What I'm Reading (Nov. 30)

A new internal organ!
Why is TV news wildly profitable?
A Holiday Warning - making consumption easy
Cash is King!

“In 2018, scientists discovered a new organ (?) in the human body. You’d think after centuries of cutting ourselves open, we’d know the intimate details of the structures within us by now. Strangely, this body part wasn’t missed because it was invisible; it was overlooked because of what our belief systems wouldn’t let us perceive.”
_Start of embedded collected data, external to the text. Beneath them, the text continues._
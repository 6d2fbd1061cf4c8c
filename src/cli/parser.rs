//! Command-line argument parsing.
//!
//! Defines the CLI structure using clap derive macros.

use crate::chunking::ChunkingOptions;
use clap::{Parser, Subcommand};
use std::path::PathBuf;

/// smartchunk: structure-aware document chunking for RAG pipelines.
///
/// Splits plain-text documents into scored, retrieval-ready chunks that
/// respect headers, paragraphs, Q&A pairs and Korean/English sentence
/// boundaries.
#[derive(Parser, Debug)]
#[command(name = "smartchunk")]
#[command(version, about, long_about = None)]
#[command(propagate_version = true)]
pub struct Cli {
    /// Enable verbose (debug) logging on stderr.
    #[arg(short, long, global = true)]
    pub verbose: bool,

    /// Output format (text, json).
    #[arg(long, default_value = "text", global = true)]
    pub format: String,

    /// The subcommand to execute.
    #[command(subcommand)]
    pub command: Commands,
}

/// Available CLI commands.
#[derive(Subcommand, Debug)]
pub enum Commands {
    /// Chunk one or more documents.
    ///
    /// Use `-` to read a single document from stdin. Several files are
    /// chunked in parallel.
    Chunk {
        /// Input files, or `-` for stdin.
        #[arg(required = true)]
        inputs: Vec<PathBuf>,

        /// Maximum chunk size in characters.
        #[arg(short, long, env = "SMARTCHUNK_MAX_CHUNK_SIZE")]
        max_chunk_size: Option<usize>,

        /// Overlap between consecutive chunks in characters.
        #[arg(short, long, env = "SMARTCHUNK_OVERLAP")]
        overlap: Option<usize>,

        /// Ignore headers, paragraphs and Q&A pairs; split on sentences only.
        #[arg(long)]
        no_preserve_structure: bool,

        /// Detect the document type and size chunks for it.
        #[arg(short, long)]
        auto_detect: bool,

        /// JSON file with chunking options (camelCase keys).
        ///
        /// Flags given on the command line override values from the file.
        #[arg(short, long)]
        config: Option<PathBuf>,
    },

    /// Show language, structure and document type of a document.
    Analyze {
        /// Input file, or `-` for stdin.
        input: PathBuf,
    },

    /// Score the readability of a document.
    Readability {
        /// Input file, or `-` for stdin.
        input: PathBuf,
    },
}

impl Commands {
    /// Options set explicitly on the command line, for `chunk`.
    #[must_use]
    pub fn chunking_overrides(&self) -> ChunkingOptions {
        match self {
            Self::Chunk {
                max_chunk_size,
                overlap,
                no_preserve_structure,
                auto_detect,
                ..
            } => ChunkingOptions {
                max_chunk_size: *max_chunk_size,
                overlap: *overlap,
                preserve_structure: no_preserve_structure.then_some(false),
                auto_detect_document_type: auto_detect.then_some(true),
            },
            _ => ChunkingOptions::default(),
        }
    }
}

#[cfg(test)]
mod tests {
    use super::*;
    use clap::CommandFactory;

    #[test]
    fn test_cli_definition_is_valid() {
        Cli::command().debug_assert();
    }

    #[test]
    fn test_parse_chunk() {
        let cli = Cli::try_parse_from([
            "smartchunk",
            "chunk",
            "doc.txt",
            "--max-chunk-size",
            "300",
            "--auto-detect",
            "--format",
            "json",
        ])
        .unwrap();
        assert_eq!(cli.format, "json");
        let overrides = cli.command.chunking_overrides();
        assert_eq!(overrides.max_chunk_size, Some(300));
        assert_eq!(overrides.overlap, None);
        assert_eq!(overrides.preserve_structure, None);
        assert_eq!(overrides.auto_detect_document_type, Some(true));
    }

    #[test]
    fn test_parse_no_preserve_structure() {
        let cli = Cli::try_parse_from(["smartchunk", "chunk", "-", "--no-preserve-structure"])
            .unwrap();
        let Commands::Chunk { inputs, .. } = &cli.command else {
            unreachable!("parsed a chunk command");
        };
        assert_eq!(inputs, &vec![PathBuf::from("-")]);
        assert_eq!(cli.command.chunking_overrides().preserve_structure, Some(false));
    }

    #[test]
    fn test_chunk_requires_input() {
        assert!(Cli::try_parse_from(["smartchunk", "chunk"]).is_err());
    }

    #[test]
    fn test_global_flags_after_subcommand() {
        let cli = Cli::try_parse_from(["smartchunk", "analyze", "doc.txt", "-v"]).unwrap();
        assert!(cli.verbose);
        assert!(matches!(cli.command, Commands::Analyze { .. }));
    }
}
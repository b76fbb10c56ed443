use std::path::PathBuf;
use std::sync::Arc;

#[cfg(feature = "prometheus")]
use std::sync::atomic::{AtomicBool, Ordering};
#[cfg(feature = "prometheus")]
use std::sync::Mutex;
#[cfg(feature = "prometheus")]
use std::thread::JoinHandle;
use std::time::Duration;

/// Structured, in-process event hook for observability.
///
/// This crate is a library; emitting logs directly (e.g. `println!`) is not acceptable for
/// production. Instead, callers can provide an implementation that forwards these events to
/// `tracing`, metrics, or custom sinks. [`TracingEventListener`] covers the common case.
pub trait StoreEventListener: std::fmt::Debug + Send + Sync + 'static {
    fn on_event(&self, event: StoreEvent);
}

/// Structured events emitted by the core. Every corrective or failed action has one.
#[derive(Debug, Clone, PartialEq)]
pub enum StoreEvent {
    TagCreated { key: String },
    TagPatched { key: String },
    TagRecreated { key: String },
    TagRemoved { key: String, reason: &'static str },
    SyncCompleted { added: u64, updated: u64, deleted: u64, total: u64 },

    AuditCorrection { pass: &'static str, collection: &'static str, key: String },
    AuditCompleted { corrections: u64 },

    RetentionPruned { collection: String, owner: String, removed: u64 },

    SampleRejected { source: String, error: String },
    NotificationDropped { resource: String },
    QueueHandlerFailed { queue: String, token: u64, error: String },

    SnapshotCreated { path: PathBuf, timestamp: u64 },
    SnapshotFailed { error: String },
    SnapshotRestored { records: usize },
}

#[derive(Debug)]
pub struct NoopEventListener;

impl StoreEventListener for NoopEventListener {
    #[inline]
    fn on_event(&self, _event: StoreEvent) {}
}

pub fn noop_event_listener() -> Arc<dyn StoreEventListener> {
    Arc::new(NoopEventListener)
}

/// Forwards events to `tracing` under the `tagvault` target.
#[derive(Debug, Default)]
pub struct TracingEventListener;

impl StoreEventListener for TracingEventListener {
    fn on_event(&self, event: StoreEvent) {
        match event {
            StoreEvent::TagCreated { key } => tracing::info!(target: "tagvault", %key, "tag created"),
            StoreEvent::TagPatched { key } => tracing::info!(target: "tagvault", %key, "tag updated"),
            StoreEvent::TagRecreated { key } => {
                tracing::info!(target: "tagvault", %key, "tag structure changed, recreated")
            }
            StoreEvent::TagRemoved { key, reason } => {
                tracing::info!(target: "tagvault", %key, reason, "tag removed")
            }
            StoreEvent::SyncCompleted { added, updated, deleted, total } => tracing::info!(
                target: "tagvault",
                added, updated, deleted, total,
                "tag definitions synchronized"
            ),
            StoreEvent::AuditCorrection { pass, collection, key } => tracing::warn!(
                target: "tagvault",
                pass, collection, %key,
                "integrity violation repaired"
            ),
            StoreEvent::AuditCompleted { corrections } => {
                if corrections == 0 {
                    tracing::info!(target: "tagvault", "integrity audit clean");
                } else {
                    tracing::warn!(target: "tagvault", corrections, "integrity audit repaired violations");
                }
            }
            StoreEvent::RetentionPruned { collection, owner, removed } => tracing::debug!(
                target: "tagvault",
                %collection, %owner, removed,
                "retention pruned documents"
            ),
            StoreEvent::SampleRejected { source, error } => {
                tracing::error!(target: "tagvault", %source, %error, "sample rejected")
            }
            StoreEvent::NotificationDropped { resource } => {
                tracing::debug!(target: "tagvault", %resource, "notification dropped, resource busy")
            }
            StoreEvent::QueueHandlerFailed { queue, token, error } => {
                tracing::error!(target: "tagvault", %queue, token, %error, "queued update failed")
            }
            StoreEvent::SnapshotCreated { path, timestamp } => tracing::info!(
                target: "tagvault",
                path = %path.display(), timestamp,
                "snapshot created"
            ),
            StoreEvent::SnapshotFailed { error } => {
                tracing::error!(target: "tagvault", %error, "snapshot failed")
            }
            StoreEvent::SnapshotRestored { records } => {
                tracing::info!(target: "tagvault", records, "snapshot restored")
            }
        }
    }
}

pub fn tracing_event_listener() -> Arc<dyn StoreEventListener> {
    Arc::new(TracingEventListener)
}

/// Metrics instrumentation and in-process scraping.
///
/// Emitting metrics is a no-op until a recorder is installed. With the `prometheus` feature,
/// [`store_metrics::InProcessPrometheus`] installs one and renders the exposition text
/// in-process (no HTTP server).
pub mod store_metrics {
    use super::*;

    use ::metrics::{describe_counter, describe_histogram, Unit};

    #[cfg(feature = "prometheus")]
    use metrics_exporter_prometheus::{BuildError, PrometheusBuilder, PrometheusHandle};

    // Counters are exposed as `<name>_total` by the Prometheus exporter.
    pub const SAMPLES_WRITTEN: &str = "tagvault_samples_written";
    pub const DOCUMENTS_PRUNED: &str = "tagvault_documents_pruned";
    pub const TAGS_SYNCED: &str = "tagvault_tags_synced";
    pub const AUDIT_CORRECTIONS: &str = "tagvault_audit_corrections";
    pub const NOTIFICATIONS_DROPPED: &str = "tagvault_notifications_dropped";
    pub const SNAPSHOT_DURATION_SECONDS: &str = "tagvault_snapshot_duration_seconds";

    /// Handle to the in-process Prometheus recorder/scrape renderer.
    #[cfg(feature = "prometheus")]
    #[derive(Debug)]
    pub struct InProcessPrometheus {
        handle: PrometheusHandle,
        stop: Arc<AtomicBool>,
        upkeep_thread: Mutex<Option<JoinHandle<()>>>,
    }

    #[cfg(feature = "prometheus")]
    impl InProcessPrometheus {
        /// Installs a global Prometheus recorder (once per process) and starts a small upkeep thread.
        pub fn install(upkeep_interval: Duration) -> Result<Self, MetricsInitError> {
            describe_all();

            let handle = PrometheusBuilder::new()
                .install_recorder()
                .map_err(MetricsInitError::from_build_error)?;

            let stop = Arc::new(AtomicBool::new(false));
            let stop_clone = stop.clone();
            let handle_clone = handle.clone();
            let upkeep_thread = std::thread::Builder::new()
                .name("tagvault-metrics-upkeep".to_string())
                .spawn(move || {
                    while !stop_clone.load(Ordering::Relaxed) {
                        std::thread::sleep(upkeep_interval);
                        handle_clone.run_upkeep();
                    }
                })
                .map_err(|e| MetricsInitError::ThreadSpawn(e.to_string()))?;

            Ok(Self {
                handle,
                stop,
                upkeep_thread: Mutex::new(Some(upkeep_thread)),
            })
        }

        /// Renders the current metrics in the Prometheus text exposition format.
        pub fn render(&self) -> String {
            self.handle.render()
        }
    }

    #[cfg(feature = "prometheus")]
    impl Drop for InProcessPrometheus {
        fn drop(&mut self) {
            self.stop.store(true, Ordering::Relaxed);
            if let Ok(mut guard) = self.upkeep_thread.lock() {
                if let Some(t) = guard.take() {
                    let _ = t.join();
                }
            }
        }
    }

    #[cfg(feature = "prometheus")]
    #[derive(Debug, thiserror::Error)]
    pub enum MetricsInitError {
        #[error("metrics recorder already installed")]
        AlreadyInstalled,
        #[error("failed to install prometheus recorder: {0}")]
        Install(String),
        #[error("failed to spawn upkeep thread: {0}")]
        ThreadSpawn(String),
    }

    #[cfg(feature = "prometheus")]
    impl MetricsInitError {
        fn from_build_error(e: BuildError) -> Self {
            match e {
                BuildError::FailedToSetGlobalRecorder(_) => MetricsInitError::AlreadyInstalled,
                other => MetricsInitError::Install(other.to_string()),
            }
        }
    }

    #[inline]
    pub fn record_samples_written(n: u64) {
        if n > 0 {
            ::metrics::counter!(SAMPLES_WRITTEN).increment(n);
        }
    }

    #[inline]
    pub fn record_documents_pruned(n: u64) {
        if n > 0 {
            ::metrics::counter!(DOCUMENTS_PRUNED).increment(n);
        }
    }

    #[inline]
    pub fn record_tags_synced(changes: u64) {
        if changes > 0 {
            ::metrics::counter!(TAGS_SYNCED).increment(changes);
        }
    }

    #[inline]
    pub fn record_audit_corrections(n: u64) {
        if n > 0 {
            ::metrics::counter!(AUDIT_CORRECTIONS).increment(n);
        }
    }

    #[inline]
    pub fn record_notification_dropped() {
        ::metrics::counter!(NOTIFICATIONS_DROPPED).increment(1);
    }

    #[inline]
    pub fn record_snapshot(duration: Duration) {
        ::metrics::histogram!(SNAPSHOT_DURATION_SECONDS).record(duration.as_secs_f64());
    }

    pub fn describe_all() {
        describe_counter!(
            SAMPLES_WRITTEN,
            Unit::Count,
            "Samples merged into value documents."
        );
        describe_counter!(
            DOCUMENTS_PRUNED,
            Unit::Count,
            "Documents deleted by retention enforcement."
        );
        describe_counter!(
            TAGS_SYNCED,
            Unit::Count,
            "Catalog changes (adds, updates, deletes) applied by synchronization."
        );
        describe_counter!(
            AUDIT_CORRECTIONS,
            Unit::Count,
            "Records removed by the integrity auditor."
        );
        describe_counter!(
            NOTIFICATIONS_DROPPED,
            Unit::Count,
            "Command notifications ignored because their resource was busy."
        );
        describe_histogram!(
            SNAPSHOT_DURATION_SECONDS,
            Unit::Seconds,
            "Time to write and install a store snapshot."
        );
    }
}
Perhaps organ is too definitive, but it is a structure nonetheless. It is the interstitium, which occupies a place between all the named bodily structures. It is not new; after all, even my medical school class was aware of interstitial fluid, and if there is fluid, the interstitium must be its container. This is a two-fer. Radiolab presents an audio version of the discovery and “meaning” of the interstitium. Orion has the readable version, Invisible Landscapes.

 

Last week marked the 60th anniversary of the assassination of President Kennedy. It was a more muted affair than in the past; perhaps our current trials and tribulations are of greater concern. Several articles examined what the physicians encountered or how Clint Hill, the agent protecting Jacqueline, looks back on that time. But then I ran across this.

“The assassination of John F. Kennedy 60 years ago offers a case study. After a gunman killed the president, television news offered wall-to-wall, nonstop coverage at considerable cost to the networks. This earned TV news a reputation for public-spiritedness that lasted decades.

This reputation – which may seem surprising now but was widely accepted at the time – obscured the fact that TV news would soon become enormously profitable. Those profits are due in part because awful news attracts big audiences – which remains the case today.”

Ah, the unintended consequence. From The Conversation, Good profits from bad news: How the Kennedy assassination helped make network TV news wealthy

 

Marketers speak about friction points when the momentum to purchase an item encounters some hurdle, small or large. Removing those friction points greases the skids for our consumption. Easy Pass is a good example. You mindlessly pay your tolls. Little do you know that the trip from Long Island to mid-Pennsylvania involves $67 in tolls. But no one removes friction points better than online algorithms.

“The order took maybe 15 seconds. I selected my size and put the shoes in my cart, and my phone automatically filled in my login credentials and added my new credit-card number. You can always return them, I thought to myself as I tapped the “Buy” button. Almost as soon as I’d paid, I snapped out of the mania that had briefly overtaken me, $190 (Jesus Christ) poorer but with one pair of Jetsons-looking shoes on their way to my apartment. It’s always a little horrifying to realize that advertising has worked on you, but this felt more like I had just watched the velociraptor in Jurassic Park learn to use the doorknob. I had completed some version of the online checkout process a million times before, but never could I remember it being quite so spontaneous and thoughtless.”

From The Atlantic, It’s Too Easy to Buy Stuff You Don’t Want

 

The phrase, “Cash is king,” was drummed into us in MBA school, and indeed it is true. As we move towards a more cashless society, with problematic changes in our behavior, as the previous read mentioned, some have the specter of conspiracy.

“Four centuries ago, a woman named Else Knutsdatter was executed in Vardø, a small coastal town in Norway. She was accused of having used witchcraft to raise an ocean storm that claimed the lives of 40 men. She wasn’t the only one to fall victim to 17th-century folk who – in the absence of other explanations – could be convinced that disasters were conjured by malevolent sorcerers. Ninety others were executed for conspiring to produce the same storm.

Today, we know that physics and atmospheric pressures produced those storms. So, in the realm of weather, we’ve moved to systemic thinking, where bad things don’t need to be explained with reference to bad actors. When it comes to descriptions of politics and economics, the progress is not so unequivocal. Do bad things like climate change, conflict and corporate greed happen because powerful politicians and CEOs construct it like that, or do they emerge in the vacuum of human agency, in the fact that nobody’s actually in control? This is a question that confronts me in the campaign to protect the physical cash system against the digital takeover by Big Finance and Big Tech.”